use std::sync::Arc;

use async_trait::async_trait;

use super::error::LlmError;
use super::provider::{ChatTurn, LlmCompletion, LlmProvider};
use super::token_consumption::TokenConsumptionService;

/// Wraps any `LlmProvider` so every completion is metered, regardless of
/// which concrete backend answered the request.
pub struct TrackedLlmProvider {
    inner: Arc<dyn LlmProvider>,
    token_service: Arc<TokenConsumptionService>,
    user_id: String,
    bot_id: String,
    feature_name: String,
    provider_name: String,
    model: String,
    config_tier: String,
}

impl TrackedLlmProvider {
    #[allow(clippy::too_many_arguments)]
    pub fn new(
        inner: Arc<dyn LlmProvider>,
        token_service: Arc<TokenConsumptionService>,
        user_id: impl Into<String>,
        bot_id: impl Into<String>,
        feature_name: impl Into<String>,
        provider_name: impl Into<String>,
        model: impl Into<String>,
        config_tier: impl Into<String>,
    ) -> Self {
        TrackedLlmProvider {
            inner,
            token_service,
            user_id: user_id.into(),
            bot_id: bot_id.into(),
            feature_name: feature_name.into(),
            provider_name: provider_name.into(),
            model: model.into(),
            config_tier: config_tier.into(),
        }
    }
}

#[async_trait]
impl LlmProvider for TrackedLlmProvider {
    async fn complete(&self, system_prompt: &str, history: &[ChatTurn], question: &str) -> Result<LlmCompletion, LlmError> {
        let completion = self.inner.complete(system_prompt, history, question).await?;

        self.token_service
            .record_event(
                &self.user_id,
                &self.bot_id,
                &self.feature_name,
                &self.provider_name,
                &self.model,
                completion.usage.clone(),
                &self.config_tier,
            )
            .await;

        Ok(completion)
    }
}
//! Async message delivery queue inspection/deletion, mounted under
//! `/api/internal/async-message-delivery-queue`. Grounded on
//! `original_source/routers/async_message_delivery_queue.py`; the three
//! `queue_type` path segments map onto `Db::delivery_queue_active` /
//! `_failed` / `_holding` (the original's "unconnected" collection — see
//! `Db`'s doc comment for the naming note).

use std::sync::Arc;

use futures_util::TryStreamExt;
use mongodb::bson::doc;
use mongodb::Collection;
use rocket::serde::json::Json;
use rocket::{delete, get};
use rocket::State;
use serde_json::{json, Value};

use crate::error::{AppError, AppResult};
use crate::models::DeliveryJob;
use crate::state::AppState;

use super::guard::Identity;

fn collection_for<'a>(state: &'a AppState, queue_type: &str) -> AppResult<&'a Collection<DeliveryJob>> {
    match queue_type {
        "active" => Ok(&state.db.delivery_queue_active),
        "failed" => Ok(&state.db.delivery_queue_failed),
        "unconnected" => Ok(&state.db.delivery_queue_holding),
        _ => Err(AppError::Validation("Invalid queue type. Must be 'active', 'failed', or 'unconnected'.".to_string())),
    }
}

#[get("/api/internal/async-message-delivery-queue/<queue_type>/<user_id>")]
pub async fn get_delivery_queue(state: &State<Arc<AppState>>, _identity: Identity, queue_type: &str, user_id: &str) -> AppResult<Json<Value>> {
    let collection = collection_for(state, queue_type)?;
    let mut cursor = collection.find(doc! {"destination.user_id": user_id}).await?;
    let mut jobs = Vec::new();
    while let Some(job) = cursor.try_next().await? {
        jobs.push(job);
    }
    Ok(Json(json!(jobs)))
}

#[delete("/api/internal/async-message-delivery-queue/<queue_type>/<message_id>")]
pub async fn delete_delivery_item(state: &State<Arc<AppState>>, _identity: Identity, queue_type: &str, message_id: &str) -> AppResult<Json<Value>> {
    let collection = collection_for(state, queue_type)?;
    let result = collection.delete_one(doc! {"message_id": message_id}).await?;
    if result.deleted_count == 0 {
        return Err(AppError::NotFound("Message not found.".to_string()));
    }
    Ok(Json(json!({"status": "success"})))
}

- _YOUR TASK_
Look through the records above for the string "super", then copy every line that has it.

- _TASK RESPONSE_
use super::error::LlmError;
use super::provider::{ChatTurn, LlmCompletion, LlmProvider};
use super::token_consumption::TokenConsumptionService;
use super::guard::Identity;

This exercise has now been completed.